* **PROBLEM TO SOLVE**
Check each line of the material, and show the ones that include the word "LevelFilter".

◇ ◇ ◇ ◇ ◇ ◇ ◇

// src/main.rs
use clap::Parser;
use crossterm::style::Stylize;
use markport::cli::args::Cli;
use markport::config::load_settings;
use markport::exitcode;
use termcolor::{ColorChoice, StandardStream};
use tracing::{debug, info, instrument};
use tracing_subscriber::{
    filter::{filter_fn, LevelFilter},
    fmt::{self, format::FmtSpan},
    prelude::*,
};

#[instrument]
fn main() {
    let cli = Cli::parse();

    // use stderr as human output in order to make stdout output passable to downstream processes
    let color_choice = if cli.no_color {
        ColorChoice::Never
    } else {
        ColorChoice::Auto
    };
    let stderr = StandardStream::stderr(color_choice);

    setup_logging(cli.debug, cli.no_color);

    let settings = match load_settings(cli.config.as_deref()) {
        Ok(settings) => settings,
        Err(e) => {
            eprintln!("{}", format!("Failed to load configuration: {}", e).red());
            std::process::exit(exitcode::USAGE);
        }
    };

    if let Err(e) = markport::cli::execute_command(stderr, cli, settings) {
        eprintln!("{}", format!("Error: {}", e).red());
        std::process::exit(e.exit_code());
    }
}

fn setup_logging(verbosity: u8, no_color: bool) {
    debug!("INIT: Attempting logger init from main.rs");

    let filter = match verbosity {
        0 => LevelFilter::WARN,
        1 => LevelFilter::INFO,
        2 => LevelFilter::DEBUG,
        3 => LevelFilter::TRACE,
        _ => {
            eprintln!("Don't be crazy, max is -d -d -d");
            LevelFilter::TRACE
        }
    };

    let noisy_modules = ["reqwest", "hyper_util", "mio", "want", "rustls"];
    let module_filter = filter_fn(move |metadata| {
        !noisy_modules
            .iter()
            .any(|name| metadata.target().starts_with(name))
    });

    let fmt_layer = fmt::layer()
        .with_writer(std::io::stderr)
        .with_target(true)
        .with_ansi(!no_color)
        .with_thread_names(false)
        .with_span_events(FmtSpan::CLOSE);

    let filtered_layer = fmt_layer.with_filter(filter).with_filter(module_filter);

    tracing_subscriber::registry().with(filtered_layer).init();

    match filter {
        LevelFilter::INFO => info!("Debug mode: info"),
        LevelFilter::DEBUG => debug!("Debug mode: debug"),
        LevelFilter::TRACE => debug!("Debug mode: trace"),
        _ => {}
    }
}
// src/lib.rs
#![crate_type = "lib"]
#![crate_name = "markport"]

// Core modules
pub mod application;
pub mod domain;
pub mod infrastructure;

// CLI modules
pub mod cli;
pub mod config;
pub mod exitcode;
pub mod util;
// src/domain/mod.rs
pub mod credentials;
pub mod error;
pub mod parser;
pub mod progress;
pub mod row;
pub mod services;
pub mod validation;
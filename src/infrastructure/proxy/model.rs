// Wire format of the credential-forwarding proxy.
use serde::{Deserialize, Serialize};

#[derive(Debug, Serialize)]
pub struct AuthenticateRequest<'a> {
    pub username: &'a str,
    pub password: &'a str,
}

#[derive(Debug, Deserialize)]
#[serde(rename_all = "camelCase")]
pub struct AuthenticateResponse {
    #[serde(default)]
    pub success: bool,
    pub token: Option<String>,
    pub token_secret: Option<String>,
    pub error: Option<String>,
}

#[derive(Debug, Serialize)]
#[serde(rename_all = "camelCase")]
pub struct AddRequest<'a> {
    pub token: &'a str,
    pub token_secret: &'a str,
    pub url: &'a str,
    pub title: &'a str,
    pub status: &'a str,
}

#[derive(Debug, Deserialize)]
pub struct AddResponse {
    #[serde(default)]
    pub success: bool,
    pub error: Option<String>,
}

/// Best effort error text from a proxy error body.
pub fn error_message(body: &str) -> Option<String> {
    if let Ok(value) = serde_json::from_str::<serde_json::Value>(body) {
        for key in ["error", "message"] {
            if let Some(text) = value.get(key).and_then(|v| v.as_str()) {
                return Some(text.to_string());
            }
        }
    }
    let trimmed = body.trim();
    if trimmed.is_empty() {
        None
    } else {
        Some(trimmed.chars().take(200).collect())
    }
}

◇ ◇ ◇ ◇ ◇ ◇ ◇

* **COMPLETED EXERCISE**
    filter::{filter_fn, LevelFilter},
        0 => LevelFilter::WARN,
        1 => LevelFilter::INFO,
        2 => LevelFilter::DEBUG,
        3 => LevelFilter::TRACE,
            LevelFilter::TRACE
        LevelFilter::INFO => info!("Debug mode: info"),
        LevelFilter::DEBUG => debug!("Debug mode: debug"),
        LevelFilter::TRACE => debug!("Debug mode: trace"),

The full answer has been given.